§ Exercise prompt: The records should be restated exactly from their first line through the line with "let (outbound_tx, outbound_rx)" in it.
========
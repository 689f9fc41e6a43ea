//! JSON-lines bridge: the connection layer lives in another process and
//! exchanges events and actions with the daemon over stdin/stdout.
//!
//! Inbound line:  `{"account": "main", "event": { ...ChatEvent... }}`
//! Outbound line: `{"account": "main", "action": "send", "channel_id": "...", "content": "..."}`

use super::traits::{Channel, ChatEvent};
use crate::accounts::AccountId;
use anyhow::Context;
use async_trait::async_trait;
use parking_lot::Mutex;
use serde::{Deserialize, Serialize};
use std::collections::HashMap;
use std::sync::Arc;
use tokio::io::{AsyncBufRead, AsyncBufReadExt, AsyncWrite, AsyncWriteExt};
use tokio::sync::mpsc;

#[derive(Debug, Deserialize)]
struct InboundEnvelope {
    account: AccountId,
    event: ChatEvent,
}

#[derive(Debug, Clone, PartialEq, Serialize, Deserialize)]
#[serde(tag = "action", rename_all = "snake_case")]
pub enum OutboundAction {
    Send {
        account: AccountId,
        channel_id: String,
        content: String,
    },
    Click {
        account: AccountId,
        channel_id: String,
        message_id: String,
        custom_id: String,
    },
}

/// Routes inbound lines to per-account listeners and serializes outbound actions.
pub struct BridgeHub {
    routes: Mutex<HashMap<AccountId, mpsc::Sender<ChatEvent>>>,
    outbound_tx: mpsc::UnboundedSender<OutboundAction>,
    outbound_rx: tokio::sync::Mutex<mpsc::UnboundedReceiver<OutboundAction>>,
}

impl BridgeHub {
    pub fn new() -> Arc<Self> {
        let (outbound_tx, outbound_rx) = mpsc::unbounded_channel();
        Arc::new(Self {
            routes: Mutex::new(HashMap::new()),
            outbound_tx,
            outbound_rx: tokio::sync::Mutex::new(outbound_rx),
        })
    }

    pub fn channel_for(self: &Arc<Self>, account: AccountId) -> BridgeChannel {
        BridgeChannel {
            account,
            hub: Arc::clone(self),
        }
    }

    fn attach(&self, account: &AccountId, tx: mpsc::Sender<ChatEvent>) {
        self.routes.lock().insert(account.clone(), tx);
    }

    /// Drop the route only while it still points at `tx`; a restarted
    /// listener may already have replaced it.
    fn detach(&self, account: &AccountId, tx: &mpsc::Sender<ChatEvent>) {
        let mut routes = self.routes.lock();
        if routes
            .get(account)
            .is_some_and(|current| current.same_channel(tx))
        {
            routes.remove(account);
        }
    }

    pub fn listening(&self) -> Vec<AccountId> {
        let mut ids: Vec<AccountId> = self.routes.lock().keys().cloned().collect();
        ids.sort();
        ids
    }

    fn emit(&self, action: OutboundAction) -> anyhow::Result<()> {
        self.outbound_tx
            .send(action)
            .map_err(|_| anyhow::anyhow!("bridge outbound queue closed"))
    }

    /// Route one inbound line. Returns whether it reached a listener.
    pub async fn dispatch_line(&self, line: &str) -> bool {
        let line = line.trim();
        if line.is_empty() {
            return false;
        }
        let envelope: InboundEnvelope = match serde_json::from_str(line) {
            Ok(envelope) => envelope,
            Err(e) => {
                tracing::debug!("Ignoring malformed bridge line: {e}");
                return false;
            }
        };

        let sender = self.routes.lock().get(&envelope.account).cloned();
        let Some(sender) = sender else {
            tracing::debug!(account = %envelope.account, "No listener for bridge event");
            return false;
        };
        if sender.send(envelope.event).await.is_err() {
            self.detach(&envelope.account, &sender);
            return false;
        }
        true
    }

    /// Read inbound lines until EOF.
    pub async fn pump_inbound<R>(&self, reader: R) -> anyhow::Result<()>
    where
        R: AsyncBufRead + Unpin,
    {
        let mut lines = reader.lines();
        while let Some(line) = lines
            .next_line()
            .await
            .context("Failed to read bridge input")?
        {
            self.dispatch_line(&line).await;
        }
        tracing::info!("Bridge input closed");
        Ok(())
    }

    /// Write outbound actions as JSON lines until every sender is gone.
    pub async fn drain_outbound<W>(&self, mut writer: W) -> anyhow::Result<()>
    where
        W: AsyncWrite + Unpin,
    {
        let mut rx = self.outbound_rx.lock().await;
        while let Some(action) = rx.recv().await {
            let mut line = serde_json::to_string(&action)?;
            line.push('\n');
            writer
                .write_all(line.as_bytes())
                .await
                .context("Failed to write bridge output")?;
            writer.flush().await?;
        }
        Ok(())
    }
}

/// One account's view of the bridge.
pub struct BridgeChannel {
    account: AccountId,
    hub: Arc<BridgeHub>,
}

#[async_trait]
impl Channel for BridgeChannel {
    fn name(&self) -> &str {
        "bridge"
    }

    async fn send(&self, channel_id: &str, content: &str) -> anyhow::Result<()> {
        self.hub.emit(OutboundAction::Send {
            account: self.account.clone(),
            channel_id: channel_id.to_string(),
            content: content.to_string(),
        })
    }

    async fn click_button(&self, event: &ChatEvent, custom_id: &str) -> anyhow::Result<()> {
        self.hub.emit(OutboundAction::Click {
            account: self.account.clone(),
            channel_id: event.channel_id.clone(),
            message_id: event.id.clone(),
            custom_id: custom_id.to_string(),
        })
    }

    async fn listen(&self, tx: mpsc::Sender<ChatEvent>) -> anyhow::Result<()> {
        self.hub.attach(&self.account, tx.clone());
        tx.closed().await;
        self.hub.detach(&self.account, &tx);
        Ok(())
    }

    async fn health_check(&self) -> bool {
        !self.hub.outbound_tx.is_closed()
    }
}
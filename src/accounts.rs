//! Account identity as seen by the catcher.
//!
//! Credential storage and connection bootstrap live outside this crate; an
//! [`Account`] only carries what the session logic needs to recognise its own
//! messages and to hand an opaque credential to the challenge solver.

use crate::config::AccountConfig;
use serde::{Deserialize, Serialize};
use std::fmt;

/// Stable handle for a registered account.
#[derive(Debug, Clone, PartialEq, Eq, Hash, PartialOrd, Ord, Serialize, Deserialize)]
#[serde(transparent)]
pub struct AccountId(String);

impl AccountId {
    pub fn new(id: impl Into<String>) -> Self {
        Self(id.into())
    }

    pub fn as_str(&self) -> &str {
        &self.0
    }
}

impl fmt::Display for AccountId {
    fn fmt(&self, f: &mut fmt::Formatter<'_>) -> fmt::Result {
        f.write_str(&self.0)
    }
}

impl From<&str> for AccountId {
    fn from(s: &str) -> Self {
        Self(s.to_string())
    }
}

impl From<String> for AccountId {
    fn from(s: String) -> Self {
        Self(s)
    }
}

#[derive(Clone)]
pub struct Account {
    pub id: AccountId,
    /// Platform user id, matched against mentions and reply references.
    pub user_id: String,
    pub username: String,
    pub display_name: Option<String>,
    credential: Option<String>,
}

impl Account {
    pub fn new(
        id: impl Into<AccountId>,
        user_id: impl Into<String>,
        username: impl Into<String>,
    ) -> Self {
        Self {
            id: id.into(),
            user_id: user_id.into(),
            username: username.into(),
            display_name: None,
            credential: None,
        }
    }

    pub fn with_display_name(mut self, display_name: impl Into<String>) -> Self {
        self.display_name = Some(display_name.into());
        self
    }

    pub fn with_credential(mut self, credential: impl Into<String>) -> Self {
        self.credential = Some(credential.into());
        self
    }

    /// Name the game bot prints in balance embeds.
    pub fn display_name(&self) -> &str {
        self.display_name
            .as_deref()
            .filter(|name| !name.trim().is_empty())
            .unwrap_or(self.username.as_str())
    }

    /// Opaque bootstrap credential; only the challenge solver reads it.
    pub fn credential(&self) -> Option<&str> {
        self.credential.as_deref()
    }
}

impl fmt::Debug for Account {
    fn fmt(&self, f: &mut fmt::Formatter<'_>) -> fmt::Result {
        f.debug_struct("Account")
            .field("id", &self.id)
            .field("user_id", &self.user_id)
            .field("username", &self.username)
            .field("display_name", &self.display_name)
            .field("credential", &self.credential.as_ref().map(|_| "***"))
            .finish()
    }
}

impl From<&AccountConfig> for Account {
    fn from(config: &AccountConfig) -> Self {
        Self {
            id: AccountId::new(config.id.clone()),
            user_id: config.user_id.clone(),
            username: config.username.clone(),
            display_name: config.display_name.clone(),
            credential: config.credential.clone(),
        }
    }
}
========
§ Written solution:
repository 689f9fc41e6a43ea
//! JSON-lines bridge: the connection layer lives in another process and
//! exchanges events and actions with the daemon over stdin/stdout.
//!
//! Inbound line:  `{"account": "main", "event": { ...ChatEvent... }}`
//! Outbound line: `{"account": "main", "action": "send", "channel_id": "...", "content": "..."}`

use super::traits::{Channel, ChatEvent};
use crate::accounts::AccountId;
use anyhow::Context;
use async_trait::async_trait;
use parking_lot::Mutex;
use serde::{Deserialize, Serialize};
use std::collections::HashMap;
use std::sync::Arc;
use tokio::io::{AsyncBufRead, AsyncBufReadExt, AsyncWrite, AsyncWriteExt};
use tokio::sync::mpsc;

#[derive(Debug, Deserialize)]
struct InboundEnvelope {
    account: AccountId,
    event: ChatEvent,
}

#[derive(Debug, Clone, PartialEq, Serialize, Deserialize)]
#[serde(tag = "action", rename_all = "snake_case")]
pub enum OutboundAction {
    Send {
        account: AccountId,
        channel_id: String,
        content: String,
    },
    Click {
        account: AccountId,
        channel_id: String,
        message_id: String,
        custom_id: String,
    },
}

/// Routes inbound lines to per-account listeners and serializes outbound actions.
pub struct BridgeHub {
    routes: Mutex<HashMap<AccountId, mpsc::Sender<ChatEvent>>>,
    outbound_tx: mpsc::UnboundedSender<OutboundAction>,
    outbound_rx: tokio::sync::Mutex<mpsc::UnboundedReceiver<OutboundAction>>,
}

impl BridgeHub {
    pub fn new() -> Arc<Self> {
        let (outbound_tx, outbound_rx) = mpsc::unbounded_channel();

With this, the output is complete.